Wind, solar, hydro, and nuclear power may become the foundation of our energy sometime in the future. These renewable resources could potentially solve the world’s environmental crisis. However, it is just not a realistic solution until we develop the required technology or lower the costs. All of these energy sources have major flaws that cannot be overlooked. Reliance on these sources will lead to an insufficient production of energy at extremely high production costs.

We have all heard the knocks against fossil fuels. The emission of greenhouses gases damage our ozone, which causes a drastic climate change, which ends up killing all the polar bears. However, no one can deny the importance of fossil fuels in our daily lives. They are used in our kitchen. They are used in our vehicles. They are used in our food. They are used in everything. Our world needs fossil fuels.

Instead of vehemently promoting the usage of renewable energy, we should focus on techniques that will lessen the effects of fossil fuels on the environment. For example, if everyone only drove at speed limits of 55 mph or under, we would conserve almost 270,000 barrels of oil a day. If every family in the United States converted from regular light bulbs to fluorescent light bulbs, we would eliminate 90 billion pounds of greenhouse gases. Even planting a tree will absorb about 1 ton of carbon dioxide. These are only a few examples of small and simple strategies that can go a long way.

However, the key factor is the cooperation of everyone. The bystander effect is crucial in this situation. This social psychological phenomenon states that the mere presence of others decreases the likelihood of our own intervention. No one is motivated to help out. This diffusion of responsibility, or simply not taking any action, is the cause of all our environmental problems. Every individual believes they are meaningless, and therefore does not help the cause. If everyone chipped in, the consumption of fossil fuels would not be the death sentence for our delicate planet.

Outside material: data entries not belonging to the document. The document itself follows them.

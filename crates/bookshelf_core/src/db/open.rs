//! Connection bootstrap utilities for SQLite.
//!
//! # Responsibility
//! - Open file or in-memory SQLite connections.
//! - Configure connection pragmas required by core behavior.
//! - Ensure the catalog schema before returning a usable connection.
//!
//! # Invariants
//! - Returned connections have `foreign_keys=ON` and a busy timeout.
//! - Returned connections have the schema fully ensured.

use super::migrations::ensure_schema;
use super::DbResult;
use log::{debug, error};
use rusqlite::Connection;
use std::path::Path;
use std::time::{Duration, Instant};

const BUSY_TIMEOUT: Duration = Duration::from_secs(5);

/// Opens a SQLite database file, creating it if needed, and ensures the schema.
///
/// # Side effects
/// - Creates the file when absent.
/// - Emits `db_open` logging events with duration and status.
pub fn open_db(path: impl AsRef<Path>) -> DbResult<Connection> {
    open_with("file", || Connection::open(path))
}

/// Opens a private in-memory SQLite database and ensures the schema.
///
/// Every call returns an independent, empty database.
pub fn open_db_in_memory() -> DbResult<Connection> {
    open_with("memory", Connection::open_in_memory)
}

fn open_with(
    mode: &'static str,
    connect: impl FnOnce() -> rusqlite::Result<Connection>,
) -> DbResult<Connection> {
    let started_at = Instant::now();
    debug!("event=db_open module=db status=start mode={mode}");

    let mut conn = connect().map_err(|err| {
        error!(
            "event=db_open module=db status=error mode={mode} duration_ms={} error_code=db_open_failed error={err}",
            started_at.elapsed().as_millis()
        );
        err
    })?;

    if let Err(err) = bootstrap_connection(&mut conn) {
        error!(
            "event=db_open module=db status=error mode={mode} duration_ms={} error_code=db_bootstrap_failed error={err}",
            started_at.elapsed().as_millis()
        );
        return Err(err);
    }

    debug!(
        "event=db_open module=db status=ok mode={mode} duration_ms={}",
        started_at.elapsed().as_millis()
    );
    Ok(conn)
}

fn bootstrap_connection(conn: &mut Connection) -> DbResult<()> {
    conn.execute_batch("PRAGMA foreign_keys = ON;")?;
    conn.busy_timeout(BUSY_TIMEOUT)?;
    ensure_schema(conn)?;
    Ok(())
}
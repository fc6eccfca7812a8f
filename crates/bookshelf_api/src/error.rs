//! HTTP error mapping
//!
//! Translates catalog failures into stable status codes and JSON bodies:
//! validation -> 422, missing record -> 404, storage -> 500.

use axum::http::StatusCode;
use axum::response::{IntoResponse, Response};
use axum::Json;
use bookshelf_core::{BookId, CatalogError, DbError, FieldViolation, RepoError, ValidationError};
use log::error;
use serde::Serialize;
use std::error::Error;
use std::fmt::{Display, Formatter};

/// Error body: `{"detail": ...}`.
#[derive(Debug, Serialize)]
#[serde(untagged)]
pub enum ErrorDetail {
    Message(String),
    Fields(Vec<FieldViolation>),
}

#[derive(Debug, Serialize)]
struct ErrorBody {
    detail: ErrorDetail,
}

/// Failure of one HTTP request.
#[derive(Debug)]
pub enum ApiError {
    /// Body, path or query input failed validation.
    Validation(ValidationError),
    /// Referenced book does not exist.
    NotFound(BookId),
    /// Storage or runtime failure; details are logged, not returned.
    Internal(String),
}

impl ApiError {
    /// Wraps an extractor rejection as a validation failure on `field`.
    pub fn invalid_input(field: &'static str, message: impl Into<String>) -> Self {
        Self::Validation(ValidationError::single(field, message))
    }

    pub fn status(&self) -> StatusCode {
        match self {
            Self::Validation(_) => StatusCode::UNPROCESSABLE_ENTITY,
            Self::NotFound(_) => StatusCode::NOT_FOUND,
            Self::Internal(_) => StatusCode::INTERNAL_SERVER_ERROR,
        }
    }
}

impl Display for ApiError {
    fn fmt(&self, f: &mut Formatter<'_>) -> std::fmt::Result {
        match self {
            Self::Validation(err) => write!(f, "{err}"),
            Self::NotFound(id) => write!(f, "book not found: {id}"),
            Self::Internal(message) => write!(f, "internal error: {message}"),
        }
    }
}

impl Error for ApiError {
    fn source(&self) -> Option<&(dyn Error + 'static)> {
        match self {
            Self::Validation(err) => Some(err),
            _ => None,
        }
    }
}

impl From<CatalogError> for ApiError {
    fn from(value: CatalogError) -> Self {
        match value {
            CatalogError::Validation(err) => Self::Validation(err),
            CatalogError::NotFound(id) => Self::NotFound(id),
            CatalogError::Storage(err) => Self::Internal(err.to_string()),
        }
    }
}

impl From<RepoError> for ApiError {
    fn from(value: RepoError) -> Self {
        CatalogError::from(value).into()
    }
}

impl From<DbError> for ApiError {
    fn from(value: DbError) -> Self {
        Self::Internal(value.to_string())
    }
}

impl IntoResponse for ApiError {
    fn into_response(self) -> Response {
        let status = self.status();
        let detail = match self {
            Self::Validation(err) => ErrorDetail::Fields(err.violations().to_vec()),
            Self::NotFound(id) => ErrorDetail::Message(format!("book not found: {id}")),
            Self::Internal(message) => {
                error!("event=http_error module=api status=error error={message}");
                ErrorDetail::Message("storage failure".to_string())
            }
        };

        (status, Json(ErrorBody { detail })).into_response()
    }
}
//! CLI argument definitions using clap

use clap::Parser;
use std::path::PathBuf;

/// Book catalog HTTP service
#[derive(Parser, Debug)]
#[command(name = "bookshelf")]
#[command(version, about, long_about = None)]
pub struct Cli {
    /// Host to bind to
    #[arg(long, default_value = "127.0.0.1")]
    pub host: String,

    /// Port to bind to
    #[arg(long, default_value_t = 8000)]
    pub port: u16,

    /// SQLite database file; falls back to BOOKSHELF_DB_PATH, then ./book_collection.db
    #[arg(long)]
    pub db: Option<PathBuf>,

    /// Log level: trace|debug|info|warn|error
    #[arg(long, default_value_t = bookshelf_core::default_log_level().to_string())]
    pub log_level: String,

    /// Directory for rotating log files; stderr only when absent
    #[arg(long)]
    pub log_dir: Option<PathBuf>,

    /// Allowed CORS origin (repeatable)
    #[arg(long = "cors-origin")]
    pub cors_origins: Vec<String>,
}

Renewable energy sources cannot be heavily relied on for the foreseeable future. We have not yet acquired the technology to entirely abandon fossil fuels. The demands of cheap energy around the world are rapidly increasing. But energy does not have to be defined as a good or evil. It is possible to effectively use fossil fuels and still maintain a healthy environment. If every individual accepts responsibility and practices the clean consumption of fossil fuels, we can make some real progress. Yes, it can be possible to use fossil fuels and still save the polar bears.